Eruv - Disagreements Between Orthodox Groups

Disagreements Between Orthodox Groups

There are instances where various Orthodox rabbis dispute both the validity of an eruv or whether an eruv can in fact be built in a certain neighborhood.

One of the oldest halakhic disputes in the United States revolves around the issue of an eruv in Manhattan (which is an island bordering an estuary that is connected to the Atlantic Ocean), in New York City. Some halakhic opinions refer to an island's reinforced walls against an ocean as contributing to and forming a 'natural' eruv, and this view had been relied upon by rabbis in the early part of the twentieth century to permit their followers to carry on shabbat in Manhattan. In the 1950s, a proposal by Rabbi Menachem Mendel Kasher to establish an eruv in Manhattan gained the support of many prominent rabbis, including Rabbis Yosef Eliyahu Henkin, Dovid Lifshitz, and Ephraim Oshry, and the Kopishnitzer, Novominsker and Radziner Rebbes. Other authorities, such as Rabbis Aharon Kotler and Moshe Feinstein, raised objections, and a major controversy ensued. In the end, the opponents Agudas Horabonim issued a declaration opposing it.

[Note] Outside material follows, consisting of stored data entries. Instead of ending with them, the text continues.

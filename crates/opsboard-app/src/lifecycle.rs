//! 라이프사이클 관리.
//!
//! 감시 모드 종료 신호와 OS 시그널 처리.

use tokio::sync::watch;
use tracing::{info, warn};

pub struct LifecycleManager {
    shutdown_tx: watch::Sender<bool>,
    shutdown_rx: watch::Receiver<bool>,
}

impl LifecycleManager {
    pub fn new() -> Self {
        let (tx, rx) = watch::channel(false);
        Self {
            shutdown_tx: tx,
            shutdown_rx: rx,
        }
    }

    /// 종료 수신기 복제
    pub fn subscribe(&self) -> watch::Receiver<bool> {
        self.shutdown_rx.clone()
    }

    /// 종료 신호 발송
    pub fn shutdown(&self) {
        info!("종료 신호 발송");
        let _ = self.shutdown_tx.send(true);
    }

    /// OS 시그널 대기 (SIGINT, SIGTERM) 후 종료 신호 발송
    ///
    /// 핸들러 등록에 실패하면 경고만 남기고 곧바로 종료한다.
    pub async fn wait_for_signal(&self) {
        #[cfg(unix)]
        {
            use tokio::signal::unix::{signal, SignalKind};
            match (
                signal(SignalKind::interrupt()),
                signal(SignalKind::terminate()),
            ) {
                (Ok(mut sigint), Ok(mut sigterm)) => {
                    tokio::select! {
                        _ = sigint.recv() => info!("SIGINT 수신"),
                        _ = sigterm.recv() => info!("SIGTERM 수신"),
                    }
                }
                (Err(e), _) | (_, Err(e)) => warn!("시그널 핸들러 등록 실패: {e}"),
            }
        }

        #[cfg(not(unix))]
        {
            match tokio::signal::ctrl_c().await {
                Ok(()) => info!("Ctrl+C 수신"),
                Err(e) => warn!("Ctrl+C 핸들러 등록 실패: {e}"),
            }
        }

        self.shutdown();
    }
}

impl Default for LifecycleManager {
    fn default() -> Self {
        Self::new()
    }
}

#[cfg(test)]
mod tests {
    use super::*;

    #[test]
    fn starts_running() {
        let lm = LifecycleManager::new();
        let rx = lm.subscribe();
        assert!(!*rx.borrow());
    }

    #[tokio::test]
    async fn shutdown_wakes_subscribers() {
        let lm = LifecycleManager::new();
        let mut rx = lm.subscribe();
        lm.shutdown();
        rx.changed().await.unwrap();
        assert!(*rx.borrow());
    }
}
//! HTTP REST API 클라이언트.
//!
//! `DashboardApi` 포트 구현. 실패한 요청은 재시도하지 않고 그대로 호출자에게 돌려준다.

use async_trait::async_trait;
use opsboard_core::error::CoreError;
use opsboard_core::models::asset::Asset;
use opsboard_core::models::event::{Event, EventUpdate, NewEvent};
use opsboard_core::models::monitoring::{Alert, MonitoringSnapshot};
use opsboard_core::models::settings::{Acknowledgement, GrafanaSettings, GrafanaTestResult};
use opsboard_core::ports::api_client::DashboardApi;
use serde::de::DeserializeOwned;
use std::time::Duration;
use tracing::{debug, warn};
use url::Url;

use crate::connectivity::SharedConnectivityManager;

const EVENTS_PATH: &str = "/api/events";
const GRAFANA_SETTINGS_PATH: &str = "/api/settings/grafana";

/// REST API 클라이언트
pub struct HttpDashboardApi {
    client: reqwest::Client,
    base_url: String,
    connectivity: Option<SharedConnectivityManager>,
}

impl HttpDashboardApi {
    pub fn new(base_url: &str, timeout: Duration) -> Result<Self, CoreError> {
        let client = reqwest::Client::builder()
            .timeout(timeout)
            .build()
            .map_err(|e| CoreError::Network(format!("HTTP 클라이언트 빌드 실패: {}", e)))?;

        Ok(Self {
            client,
            base_url: base_url.trim_end_matches('/').to_string(),
            connectivity: None,
        })
    }

    /// 요청 성공/실패를 연결 상태 관리자에 기록
    pub fn with_connectivity(mut self, connectivity: SharedConnectivityManager) -> Self {
        self.connectivity = Some(connectivity);
        self
    }

    pub fn base_url(&self) -> &str {
        &self.base_url
    }

    fn request(&self, method: reqwest::Method, path: &str) -> reqwest::RequestBuilder {
        let url = format!("{}{}", self.base_url, path);
        self.client.request(method, &url)
    }

    /// 단일 이벤트 URL. ID는 경로 세그먼트 하나로 퍼센트 인코딩한다.
    ///
    /// `path_segments_mut`는 `.`/`..` 세그먼트를 버리므로 그런 ID는 거부한다.
    fn event_url(&self, id: &str) -> Result<Url, CoreError> {
        if matches!(id.trim(), "" | "." | "..") {
            return Err(CoreError::validation("id", format!("잘못된 이벤트 ID: {id:?}")));
        }
        let mut url = Url::parse(&self.base_url)
            .map_err(|e| CoreError::Config(format!("잘못된 백엔드 URL: {}: {e}", self.base_url)))?;
        url.path_segments_mut()
            .map_err(|_| CoreError::Config(format!("경로를 붙일 수 없는 URL: {}", self.base_url)))?
            .pop_if_empty()
            .extend(["api", "events", id]);
        Ok(url)
    }

    /// 요청 전송 + 상태 코드 확인 + JSON 본문 파싱
    ///
    /// `resource`는 404 응답을 `NotFound`로 바꿀 때 쓰는 (종류, 식별자) 쌍.
    async fn execute<T: DeserializeOwned>(
        &self,
        req: reqwest::RequestBuilder,
        resource: (&str, &str),
    ) -> Result<T, CoreError> {
        let resp = match req.send().await {
            Ok(resp) => resp,
            Err(e) => {
                if let Some(c) = &self.connectivity {
                    c.record_failure();
                }
                return Err(CoreError::Network(format!("요청 실패: {e}")));
            }
        };
        if let Some(c) = &self.connectivity {
            c.record_success();
        }

        let resp = Self::check_response(resp, resource).await?;
        let body = resp
            .text()
            .await
            .map_err(|e| CoreError::Network(format!("응답 본문 읽기 실패: {e}")))?;
        Ok(serde_json::from_str(&body)?)
    }

    /// 응답 상태 코드 확인 및 에러 매핑
    async fn check_response(
        resp: reqwest::Response,
        (resource_type, id): (&str, &str),
    ) -> Result<reqwest::Response, CoreError> {
        let status = resp.status();

        if status.is_success() {
            return Ok(resp);
        }

        let text = resp.text().await.unwrap_or_else(|e| {
            warn!("응답 본문 읽기 실패: {e}");
            String::new()
        });

        match status.as_u16() {
            404 => Err(CoreError::NotFound {
                resource_type: resource_type.to_string(),
                id: id.to_string(),
            }),
            400 | 422 => Err(CoreError::validation("request", text)),
            503 => Err(CoreError::ServiceUnavailable(text)),
            _ => Err(CoreError::Internal(format!("API 에러 ({status}): {text}"))),
        }
    }
}

#[async_trait]
impl DashboardApi for HttpDashboardApi {
    async fn fetch_assets(&self) -> Result<Vec<Asset>, CoreError> {
        let req = self.request(reqwest::Method::GET, "/api/assets");
        let assets: Vec<Asset> = self.execute(req, ("Asset", "*")).await?;
        debug!("자산 {}건 수신", assets.len());
        Ok(assets)
    }

    async fn fetch_events(&self) -> Result<Vec<Event>, CoreError> {
        let req = self.request(reqwest::Method::GET, EVENTS_PATH);
        let events: Vec<Event> = self.execute(req, ("Event", "*")).await?;
        debug!("이벤트 {}건 수신", events.len());
        Ok(events)
    }

    async fn create_event(&self, new_event: &NewEvent) -> Result<Event, CoreError> {
        debug!("이벤트 생성 요청: {}", new_event.title);
        let req = self
            .request(reqwest::Method::POST, EVENTS_PATH)
            .json(new_event);
        self.execute(req, ("Event", "new")).await
    }

    async fn update_event(&self, id: &str, update: &EventUpdate) -> Result<Event, CoreError> {
        debug!("이벤트 업데이트 요청: {id}");
        let req = self
            .client
            .request(reqwest::Method::PUT, self.event_url(id)?)
            .json(update);
        self.execute(req, ("Event", id)).await
    }

    async fn delete_event(&self, id: &str) -> Result<Acknowledgement, CoreError> {
        debug!("이벤트 삭제 요청: {id}");
        let req = self
            .client
            .request(reqwest::Method::DELETE, self.event_url(id)?);
        self.execute(req, ("Event", id)).await
    }

    async fn fetch_current_data(&self) -> Result<MonitoringSnapshot, CoreError> {
        let req = self.request(reqwest::Method::GET, "/api/current-data");
        self.execute(req, ("MonitoringSnapshot", "current")).await
    }

    async fn fetch_alerts(&self) -> Result<Vec<Alert>, CoreError> {
        let req = self.request(reqwest::Method::GET, "/api/alerts");
        self.execute(req, ("Alert", "*")).await
    }

    async fn fetch_grafana_settings(&self) -> Result<GrafanaSettings, CoreError> {
        let req = self.request(reqwest::Method::GET, GRAFANA_SETTINGS_PATH);
        self.execute(req, ("GrafanaSettings", "grafana")).await
    }

    async fn save_grafana_settings(
        &self,
        settings: &GrafanaSettings,
    ) -> Result<Acknowledgement, CoreError> {
        let req = self
            .request(reqwest::Method::POST, GRAFANA_SETTINGS_PATH)
            .json(settings);
        self.execute(req, ("GrafanaSettings", "grafana")).await
    }

    async fn reset_grafana_settings(&self) -> Result<Acknowledgement, CoreError> {
        let req = self.request(reqwest::Method::DELETE, GRAFANA_SETTINGS_PATH);
        self.execute(req, ("GrafanaSettings", "grafana")).await
    }

    async fn test_grafana_connection(
        &self,
        settings: &GrafanaSettings,
    ) -> Result<GrafanaTestResult, CoreError> {
        let path = format!("{GRAFANA_SETTINGS_PATH}/test");
        let req = self.request(reqwest::Method::POST, &path).json(settings);
        self.execute(req, ("GrafanaSettings", "grafana")).await
    }
}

In June 2007, the East Side portion of the internal Manhattan Eruv was completed, offering an eruv within Manhattan to Orthodox Jews living on the East, Upper East, and Upper West Sides. There are also two eruvin in Manhattan's Washington Heights neighborhood, one covering the Yeshiva University area and another that is part of Mount Sinai Jewish Center and covers the Fort Washington area.

Another ongoing dispute is the status of two inter-connected eruvin in Brooklyn: The Flatbush eruv and the Boro Park eruv. The Boro Park eruv, from its initial construction, was not accepted by some of the Hasidic community and was rejected by most of the non-Hasidic "Lithuanian yeshiva" communities. The Flatbush eruv was originally built with the support of the Modern Orthodox community and was later enhanced with the support of some local non-Modern Orthodox yeshiva families. It was totally rejected by the many "Lithuanian yeshiva" communities led by the rosh yeshivas ("deans") of the large yeshivas Yeshiva Rabbi Chaim Berlin, Mir yeshiva, and Yeshiva Torah Vodaas that are based in the Flatbush section of Brooklyn. In the Williamsburg section of Brooklyn, there is some dispute over the making of an eruv, with Rabbi Zalman Leib Teitelbaum, the Satmar Rebbe of Williamsburg leading the opposition to an eruv.